* Problem: Copy the records below verbatim, from the first line through the line containing "let is_active = percentage", inclusive, and output nothing else.

*** Data to examine ***

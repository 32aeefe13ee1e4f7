use chrono::{DateTime, Duration, Utc};
use rust_decimal::{Decimal, RoundingStrategy};
use serde::{Deserialize, Serialize};

/// How long a product stays "new" after it is created or re-flagged
pub const NOVELTY_PERIOD_HOURS: i64 = 24;

/// Result of evaluating a discount window at a point in time
#[derive(Debug, Clone, Copy, PartialEq, Eq, Serialize, Deserialize)]
pub struct DiscountEvaluation {
    pub is_active: bool,
    /// Price after discount; zero whenever the discount is inactive
    pub discounted_price: Decimal,
}

impl DiscountEvaluation {
    pub const INACTIVE: DiscountEvaluation = DiscountEvaluation {
        is_active: false,
        discounted_price: Decimal::ZERO,
    };
}

/// Pure pricing rules for discount and novelty flags
///
/// Percentages outside 0..=100 are rejected by request validation before
/// they reach this type.
pub struct PricingPolicy;

impl PricingPolicy {
    /// Evaluate a product discount at `now`
    ///
    /// Active iff the percentage is positive and `start <= now <= end`
    /// (both bounds inclusive). A missing bound or a window whose start is
    /// after its end is never active.
    pub fn evaluate_discount(
        base_price: Decimal,
        percentage: Decimal,
        window_start: Option<DateTime<Utc>>,
        window_end: Option<DateTime<Utc>>,
        now: DateTime<Utc>,
    ) -> DiscountEvaluation {
        let (start, end) = match (window_start, window_end) {
            (Some(start), Some(end)) => (start, end),
            _ => return DiscountEvaluation::INACTIVE,
        };

        let is_active = percentage > Decimal::ZERO && start <= now && now <= end;
        if !is_active {
            return DiscountEvaluation::INACTIVE;
        }

        DiscountEvaluation {
            is_active: true,
            discounted_price: Self::apply_percentage(base_price, percentage),
        }
    }

    /// `price × (1 − percentage/100)`, rounded to cents like the stored column
    pub fn apply_percentage(price: Decimal, percentage: Decimal) -> Decimal {
        (price * (Decimal::ONE - percentage / Decimal::ONE_HUNDRED))
            .round_dp_with_strategy(2, RoundingStrategy::MidpointAwayFromZero)
    }

    /// A product is new while `now <= new_until`
    pub fn is_new(new_until: Option<DateTime<Utc>>, now: DateTime<Utc>) -> bool {
        matches!(new_until, Some(until) if now <= until)
    }

    /// End of the novelty window for a product flagged new at `flagged_at`
    pub fn novelty_deadline(flagged_at: DateTime<Utc>) -> DateTime<Utc> {
        flagged_at + Duration::hours(NOVELTY_PERIOD_HOURS)
    }

    /// The price a buyer pays right now
    pub fn effective_price(base_price: Decimal, evaluation: &DiscountEvaluation) -> Decimal {
        if evaluation.is_active {
            evaluation.discounted_price
        } else {
            base_price
        }
    }
}


#[cfg(test)]
mod property_tests {
    use super::*;
    use proptest::prelude::*;

    proptest! {
        /// isActive ⇒ discountedPrice = price×(1−pct/100) to the cent; ¬isActive ⇒ discountedPrice = 0
        #[test]
        fn prop_discounted_price_matches_activity(
            price_cents in 1u32..=10_000_000u32,
            pct in 0u32..=100u32,
            start_offset in -10_000i64..10_000,
            end_offset in -10_000i64..10_000,
            has_window in any::<bool>(),
        ) {
            let now = Utc::now();
            let price = Decimal::from(price_cents) / Decimal::ONE_HUNDRED;
            let pct = Decimal::from(pct);
            let (start, end) = if has_window {
                (Some(now + Duration::seconds(start_offset)), Some(now + Duration::seconds(end_offset)))
            } else {
                (None, None)
            };

            let eval = PricingPolicy::evaluate_discount(price, pct, start, end, now);

            if eval.is_active {
                let exact = price * (Decimal::ONE - pct / Decimal::ONE_HUNDRED);
                prop_assert!((eval.discounted_price - exact).abs() <= Decimal::new(5, 3));
                prop_assert!(eval.discounted_price.scale() <= 2);
                prop_assert!(pct > Decimal::ZERO);
                prop_assert!(start_offset <= 0 && end_offset >= 0);
            } else {
                prop_assert_eq!(eval.discounted_price, Decimal::ZERO);
            }
        }

        /// Evaluating twice yields the same result
        #[test]
        fn prop_evaluation_is_deterministic(
            price_cents in 1u32..=1_000_000u32,
            pct in 0u32..=100u32,
            start_offset in -100i64..100,
            end_offset in -100i64..100,
        ) {
            let now = Utc::now();
            let price = Decimal::from(price_cents) / Decimal::ONE_HUNDRED;
            let start = Some(now + Duration::seconds(start_offset));
            let end = Some(now + Duration::seconds(end_offset));
            let first = PricingPolicy::evaluate_discount(price, Decimal::from(pct), start, end, now);
            let second = PricingPolicy::evaluate_discount(price, Decimal::from(pct), start, end, now);
            prop_assert_eq!(first, second);
        }
    }
}
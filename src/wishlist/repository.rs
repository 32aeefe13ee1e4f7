use async_trait::async_trait;
use sqlx::PgPool;
use uuid::Uuid;

use crate::db::StoreResult;
use crate::wishlist::WishlistItem;

/// Persistence for per-user wishlists
///
/// A wishlist exists as soon as it has an entry; `(user_id, product_id)` is
/// the key, so a product appears at most once.
#[async_trait]
pub trait WishlistStore: Send + Sync {
    /// Oldest first
    async fn items(&self, user_id: Uuid) -> StoreResult<Vec<WishlistItem>>;

    /// False when the product was already on the list
    async fn add(&self, user_id: Uuid, product_id: Uuid) -> StoreResult<bool>;

    async fn remove(&self, user_id: Uuid, product_id: Uuid) -> StoreResult<bool>;

    async fn clear(&self, user_id: Uuid) -> StoreResult<u64>;
}

/// PostgreSQL implementation of [`WishlistStore`]
#[derive(Clone)]
pub struct PgWishlistStore {
    pool: PgPool,
}

impl PgWishlistStore {
    pub fn new(pool: PgPool) -> Self {
        Self { pool }
    }
}

#[async_trait]
impl WishlistStore for PgWishlistStore {
    async fn items(&self, user_id: Uuid) -> StoreResult<Vec<WishlistItem>> {
        let items = sqlx::query_as::<_, WishlistItem>(
            r#"
            SELECT user_id, product_id, added_at
            FROM wishlist_items
            WHERE user_id = $1
            ORDER BY added_at, product_id
            "#,
        )
        .bind(user_id)
        .fetch_all(&self.pool)
        .await?;
        Ok(items)
    }

    async fn add(&self, user_id: Uuid, product_id: Uuid) -> StoreResult<bool> {
        let result = sqlx::query(
            r#"
            INSERT INTO wishlist_items (user_id, product_id)
            VALUES ($1, $2)
            ON CONFLICT (user_id, product_id) DO NOTHING
            "#,
        )
        .bind(user_id)
        .bind(product_id)
        .execute(&self.pool)
        .await?;
        Ok(result.rows_affected() > 0)
    }

    async fn remove(&self, user_id: Uuid, product_id: Uuid) -> StoreResult<bool> {
        let result = sqlx::query("DELETE FROM wishlist_items WHERE user_id = $1 AND product_id = $2")
            .bind(user_id)
            .bind(product_id)
            .execute(&self.pool)
            .await?;
        Ok(result.rows_affected() > 0)
    }

    async fn clear(&self, user_id: Uuid) -> StoreResult<u64> {
        let result = sqlx::query("DELETE FROM wishlist_items WHERE user_id = $1")
            .bind(user_id)
            .execute(&self.pool)
            .await?;
        Ok(result.rows_affected())
    }
}
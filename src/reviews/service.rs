use std::sync::Arc;
use tracing::{debug, error, info};
use uuid::Uuid;
use validator::Validate;

use crate::catalog::CatalogStore;
use crate::reviews::{
    CreateReviewRequest, NewReview, Review, ReviewAggregator, ReviewError, ReviewStore, UpdateReviewRequest,
};

/// Service for review business logic
#[derive(Clone)]
pub struct ReviewService {
    reviews: Arc<dyn ReviewStore>,
    catalog: Arc<dyn CatalogStore>,
    aggregator: ReviewAggregator,
}

impl ReviewService {
    pub fn new(reviews: Arc<dyn ReviewStore>, catalog: Arc<dyn CatalogStore>) -> Self {
        let aggregator = ReviewAggregator::new(reviews.clone(), catalog.clone());
        Self {
            reviews,
            catalog,
            aggregator,
        }
    }

    /// Create a review
    ///
    /// One review per user and product: a second one is a `Duplicate`, whether
    /// the pre-check or the unique constraint catches it.
    pub async fn create(&self, user_id: Uuid, request: CreateReviewRequest) -> Result<Review, ReviewError> {
        request.validate()?;

        if self.catalog.find_by_id(request.product_id, false).await?.is_none() {
            return Err(ReviewError::ProductNotFound(request.product_id.to_string()));
        }
        if self
            .reviews
            .find_by_user_and_product(user_id, request.product_id)
            .await?
            .is_some()
        {
            return Err(ReviewError::Duplicate);
        }

        let review = self
            .reviews
            .insert(&NewReview {
                user_id,
                product_id: request.product_id,
                rating: request.rating,
                comment: request.comment,
                images: request.images,
            })
            .await?;

        self.refresh_summary(review.product_id).await;
        info!("User {} reviewed product {}", user_id, review.product_id);
        Ok(review)
    }

    /// Update the caller's own review
    pub async fn update(
        &self,
        user_id: Uuid,
        review_id: Uuid,
        request: UpdateReviewRequest,
    ) -> Result<Review, ReviewError> {
        request.validate()?;
        if request.is_empty() {
            return Err(ReviewError::EmptyUpdate);
        }

        let existing = self.owned(review_id, user_id, false).await?;
        let updated = self
            .reviews
            .update(review_id, request.rating, request.comment.as_deref())
            .await?
            .ok_or(ReviewError::NotFound(review_id))?;

        if existing.rating != updated.rating && updated.is_visible {
            self.refresh_summary(updated.product_id).await;
        }
        Ok(updated)
    }

    /// Delete a review; admins may delete anyone's
    pub async fn delete(&self, user_id: Uuid, review_id: Uuid, is_admin: bool) -> Result<(), ReviewError> {
        let review = self.owned(review_id, user_id, is_admin).await?;
        if !self.reviews.delete(review_id).await? {
            return Err(ReviewError::NotFound(review_id));
        }
        self.refresh_summary(review.product_id).await;
        info!("Deleted review {} of product {}", review.id, review.product_id);
        Ok(())
    }

    /// Visible reviews of a live product, newest first
    pub async fn for_product(&self, slug: &str) -> Result<Vec<Review>, ReviewError> {
        let product = self
            .catalog
            .find_by_slug(slug, false)
            .await?
            .ok_or_else(|| ReviewError::ProductNotFound(slug.to_string()))?;
        let reviews = self.reviews.list_visible(product.id).await?;
        debug!("Product {} has {} visible reviews", slug, reviews.len());
        Ok(reviews)
    }

    /// Show or hide a review; the rating only counts visible ones
    pub async fn set_visibility(&self, review_id: Uuid, is_visible: bool) -> Result<Review, ReviewError> {
        let review = self
            .reviews
            .set_visibility(review_id, is_visible)
            .await?
            .ok_or(ReviewError::NotFound(review_id))?;
        self.refresh_summary(review.product_id).await;
        info!("Review {} visibility set to {}", review_id, is_visible);
        Ok(review)
    }

    /// Rebuild the product summary after a committed review write
    ///
    /// A failure leaves the summary stale until the next review write on the
    /// product; the write itself stands.
    async fn refresh_summary(&self, product_id: Uuid) {
        if let Err(err) = self.aggregator.recompute(product_id).await {
            error!("Review summary of product {} is stale: {}", product_id, err);
        }
    }

    async fn owned(&self, review_id: Uuid, user_id: Uuid, is_admin: bool) -> Result<Review, ReviewError> {
        let review = self
            .reviews
            .find_by_id(review_id)
            .await?
            .ok_or(ReviewError::NotFound(review_id))?;
        if review.user_id != user_id && !is_admin {
            return Err(ReviewError::Forbidden(review_id));
        }
        Ok(review)
    }
}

*** End of Data to examine ***

* Response to the task:
repository 32aeefe13ee1e4f7
use chrono::{DateTime, Duration, Utc};
use rust_decimal::{Decimal, RoundingStrategy};
use serde::{Deserialize, Serialize};

/// How long a product stays "new" after it is created or re-flagged
pub const NOVELTY_PERIOD_HOURS: i64 = 24;

/// Result of evaluating a discount window at a point in time
#[derive(Debug, Clone, Copy, PartialEq, Eq, Serialize, Deserialize)]
pub struct DiscountEvaluation {
    pub is_active: bool,
    /// Price after discount; zero whenever the discount is inactive
    pub discounted_price: Decimal,
}

impl DiscountEvaluation {
    pub const INACTIVE: DiscountEvaluation = DiscountEvaluation {
        is_active: false,
        discounted_price: Decimal::ZERO,
    };
}

/// Pure pricing rules for discount and novelty flags
///
/// Percentages outside 0..=100 are rejected by request validation before
/// they reach this type.
pub struct PricingPolicy;

impl PricingPolicy {
    /// Evaluate a product discount at `now`
    ///
    /// Active iff the percentage is positive and `start <= now <= end`
    /// (both bounds inclusive). A missing bound or a window whose start is
    /// after its end is never active.
    pub fn evaluate_discount(
        base_price: Decimal,
        percentage: Decimal,
        window_start: Option<DateTime<Utc>>,
        window_end: Option<DateTime<Utc>>,
        now: DateTime<Utc>,
    ) -> DiscountEvaluation {
        let (start, end) = match (window_start, window_end) {
            (Some(start), Some(end)) => (start, end),
            _ => return DiscountEvaluation::INACTIVE,
        };

        let is_active = percentage > Decimal::ZERO && start <= now && now <= end;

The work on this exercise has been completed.